Digital happiness : le prochain Facebook ?

Photo Christophe Deshayes & Jean-Baptiste Stuchlik / Auteurs du Petit Traité du Bonheur 2.0 / February 21st, 2013

Entrepreneurs, investisseurs et gourous sont à l'affût du prochain Facebook, la « next killer app » qui séduira un milliard d'utilisateurs avant même qu'on ait compris son potentiel. Difficile de nommer le champion qui remportera le gros lot, mais on peut d'ores et déjà raisonnablement identifier son terrain de jeu : les technologies du bonheur et du bien-être.

Pour la première fois depuis sa création en 1967, le Consumer Electronic Show de Las Vegas, le plus grand salon des technologies numériques au monde, a réservé cette année une section entière au bien-être numérique. Que ce thème soit ainsi mis en avant signe l’arrivée d’une nouvelle vague de la révolution numérique, qui s’apprête à déferler dans nos vies : le numérique va nous aider à prendre soin de nous-mêmes et des autres. Pas plus qu’on avait prédit l’avènement du web 2.0, l’arrivée de Facebook, de Twitter ou l’incroyable renaissance d’Apple, personne n’a vu venir ces « technologies du bonheur » qui pourraient pourtant bouleverser notre quotidien, avec des impacts économiques et sociétaux majeurs.

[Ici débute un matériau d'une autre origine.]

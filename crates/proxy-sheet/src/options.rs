use crate::constants::*;
use crate::types::{Result, SheetError};

#[cfg(feature = "serde")]
use serde::{Deserialize, Serialize};

/// Standard paper sizes
#[derive(Debug, Clone, Copy, PartialEq)]
pub enum PaperSize {
    A3,
    A4,
    A5,
    Letter,
    Legal,
    Tabloid,
    Custom { width_in: f32, height_in: f32 },
}

impl PaperSize {
    /// Portrait dimensions (width, height) in inches
    pub fn dimensions_in(self) -> (f32, f32) {
        match self {
            PaperSize::A3 => (11.69, 16.54),
            PaperSize::A4 => (DEFAULT_PAGE_WIDTH_IN, DEFAULT_PAGE_HEIGHT_IN),
            PaperSize::A5 => (5.83, 8.27),
            PaperSize::Letter => (8.5, 11.0),
            PaperSize::Legal => (8.5, 14.0),
            PaperSize::Tabloid => (11.0, 17.0),
            PaperSize::Custom {
                width_in,
                height_in,
            } => (width_in, height_in),
        }
    }
}

/// Card size presets
#[derive(Debug, Clone, Copy, PartialEq)]
pub enum CardSize {
    /// 63 × 88 mm (Magic, Pokémon)
    Standard,
    /// 59 × 86 mm (Yu-Gi-Oh!, Japanese sleeves)
    Small,
    Custom { width_in: f32, height_in: f32 },
}

impl CardSize {
    pub fn dimensions_in(self) -> (f32, f32) {
        match self {
            CardSize::Standard => (DEFAULT_CARD_WIDTH_IN, DEFAULT_CARD_HEIGHT_IN),
            CardSize::Small => (2.32, 3.39),
            CardSize::Custom {
                width_in,
                height_in,
            } => (width_in, height_in),
        }
    }
}

#[derive(Debug, Clone, Copy, PartialEq)]
pub enum Unit {
    Inches,
    Millimeters,
    Points,
}

impl Unit {
    pub fn name(&self) -> &'static str {
        match self {
            Unit::Inches => "in",
            Unit::Millimeters => "mm",
            Unit::Points => "pt",
        }
    }

    pub fn to_inches(&self, value: f32) -> f32 {
        match self {
            Unit::Inches => value,
            Unit::Millimeters => value / MM_PER_INCH,
            Unit::Points => pt_to_in(value),
        }
    }

    pub fn from_inches(&self, value: f32) -> f32 {
        match self {
            Unit::Inches => value,
            Unit::Millimeters => value * MM_PER_INCH,
            Unit::Points => in_to_pt(value),
        }
    }
}

/// Page layout for a card sheet. All lengths are in inches.
#[derive(Debug, Clone, PartialEq)]
#[cfg_attr(feature = "serde", derive(Serialize, Deserialize))]
#[cfg_attr(feature = "serde", serde(default))]
pub struct LayoutConfig {
    // Card
    pub card_width_in: f32,
    pub card_height_in: f32,

    // Page
    pub page_width_in: f32,
    pub page_height_in: f32,

    /// Resampling resolution for card images
    pub dpi: f32,

    // Spacing
    pub margin_in: f32,
    pub spacing_in: f32,

    // Labels
    pub text_margin_in: f32,
    pub font_size_pt: f32,

    // Grid
    pub columns: usize,
    pub rows: usize,
}

impl Default for LayoutConfig {
    fn default() -> Self {
        Self {
            card_width_in: DEFAULT_CARD_WIDTH_IN,
            card_height_in: DEFAULT_CARD_HEIGHT_IN,
            page_width_in: DEFAULT_PAGE_WIDTH_IN,
            page_height_in: DEFAULT_PAGE_HEIGHT_IN,
            dpi: DEFAULT_DPI,
            margin_in: DEFAULT_MARGIN_IN,
            spacing_in: DEFAULT_SPACING_IN,
            text_margin_in: DEFAULT_TEXT_MARGIN_IN,
            font_size_pt: LABEL_FONT_SIZE_PT,
            columns: DEFAULT_COLUMNS,
            rows: DEFAULT_ROWS,
        }
    }
}

impl LayoutConfig {
    /// Replace the page dimensions with a paper preset (portrait)
    pub fn with_paper(mut self, paper: PaperSize) -> Self {
        (self.page_width_in, self.page_height_in) = paper.dimensions_in();
        self
    }

    /// Replace the card dimensions with a card preset
    pub fn with_card(mut self, card: CardSize) -> Self {
        (self.card_width_in, self.card_height_in) = card.dimensions_in();
        self
    }

    pub fn cards_per_page(&self) -> usize {
        self.columns * self.rows
    }

    /// Whether the full grid fits inside the page
    pub fn grid_fits_page(&self) -> bool {
        let (content_width, content_height) = self.content_size_in();
        content_width <= self.page_width_in && content_height <= self.page_height_in
    }

    /// Size of the full grid including inter-card spacing (width, height)
    pub fn content_size_in(&self) -> (f32, f32) {
        let width = self.columns as f32 * self.card_width_in
            + self.columns.saturating_sub(1) as f32 * self.spacing_in;
        let height = self.rows as f32 * self.card_height_in
            + self.rows.saturating_sub(1) as f32 * self.spacing_in;
        (width, height)
    }

    /// Pixel size each card image is resampled to.
    ///
    /// Truncates toward zero, so a 2.48 in card at 300 dpi is 744 px wide.
    pub fn card_pixel_dimensions(&self) -> (u32, u32) {
        (
            (self.card_width_in * self.dpi).floor() as u32,
            (self.card_height_in * self.dpi).floor() as u32,
        )
    }

    /// Load options from JSON file
    #[cfg(feature = "serde")]
    pub async fn load(path: impl AsRef<std::path::Path>) -> Result<Self> {
        let bytes = tokio::fs::read(path).await?;
        let config = serde_json::from_slice(&bytes)
            .map_err(|e| SheetError::Config(format!("Failed to parse config: {}", e)))?;
        Ok(config)
    }

    /// Save options to JSON file
    #[cfg(feature = "serde")]
    pub async fn save(&self, path: impl AsRef<std::path::Path>) -> Result<()> {
        let json = serde_json::to_string_pretty(self)
            .map_err(|e| SheetError::Config(format!("Failed to serialize config: {}", e)))?;
        tokio::fs::write(path, json).await?;
        Ok(())
    }

    /// Validate the layout. Called before any image is touched.
    pub fn validate(&self) -> Result<()> {
        let positive = [
            ("card width", self.card_width_in),
            ("card height", self.card_height_in),
            ("page width", self.page_width_in),
            ("page height", self.page_height_in),
            ("dpi", self.dpi),
            ("font size", self.font_size_pt),
        ];
        for (name, value) in positive {
            if !value.is_finite() || value <= 0.0 {
                return Err(SheetError::Config(format!(
                    "{} must be positive, got {}",
                    name, value
                )));
            }
        }

        let non_negative = [
            ("margin", self.margin_in),
            ("spacing", self.spacing_in),
            ("text margin", self.text_margin_in),
        ];
        for (name, value) in non_negative {
            if !value.is_finite() || value < 0.0 {
                return Err(SheetError::Config(format!(
                    "{} must not be negative, got {}",
                    name, value
                )));
            }
        }

        if self.columns == 0 || self.rows == 0 {
            return Err(SheetError::Config(format!(
                "Grid must have at least one cell, got {}x{}",
                self.columns, self.rows
            )));
        }

        let longest_side = self.card_width_in.max(self.card_height_in) * self.dpi;
        if longest_side > MAX_CARD_PIXELS as f32 {
            return Err(SheetError::Config(format!(
                "Card resolves to {:.0} pixels per side at {} dpi, limit is {}",
                longest_side, self.dpi, MAX_CARD_PIXELS
            )));
        }

        let (px_width, px_height) = self.card_pixel_dimensions();
        if px_width == 0 || px_height == 0 {
            return Err(SheetError::Config(format!(
                "Card resolves to {}x{} pixels at {} dpi",
                px_width, px_height, self.dpi
            )));
        }

        Ok(())
    }
}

Si l’on peut à bon droit s’interroger sur la capacité de ces gadgets à tenir leurs promesses, une chose est sûre : le potentiel économique de cette tendance est considérable. En effet, tous les ingrédients d’une croissance forte et durable sont réunis : ces technologies répondent à des attentes fortes des individus, repérées depuis longtemps dans différents secteurs économiques, de l’édition au fitness. En passant au numérique, elles font émerger tout un champ de nouveaux services sur un marché de masse.

Prendre soin de soi et des autres grâce aux technologies numériques

Le numérique, clé du bonheur ? Cela semble bien surprenant et pourtant… Si l’on prend l’exemple de l’amour, ingrédient peu contestable du bonheur, cela fait des décennies que les rencontres en ligne, après des débuts sulfureux, ont acquis leurs lettres de noblesse, et s’enorgueillissent de milliers de mariages et de naissances. Des adolescents aux seniors, trouver ou retrouver l’amour grâce au numérique est devenu tellement naturel voire banal que plus personne ne s’en cache. À tel point que dans l’Union européenne, plus de 30% des couples formés en 2011 se sont rencontrés en ligne (ce chiffre monte même à 70% pour les couples homosexuels). Les usages, loin d’être stabilisés, ne cessent de se transformer, grâce à des innovations fondées sur la géolocalisation, la précision du profil, l’originalité de la mise en relation, le service d’accompagnement…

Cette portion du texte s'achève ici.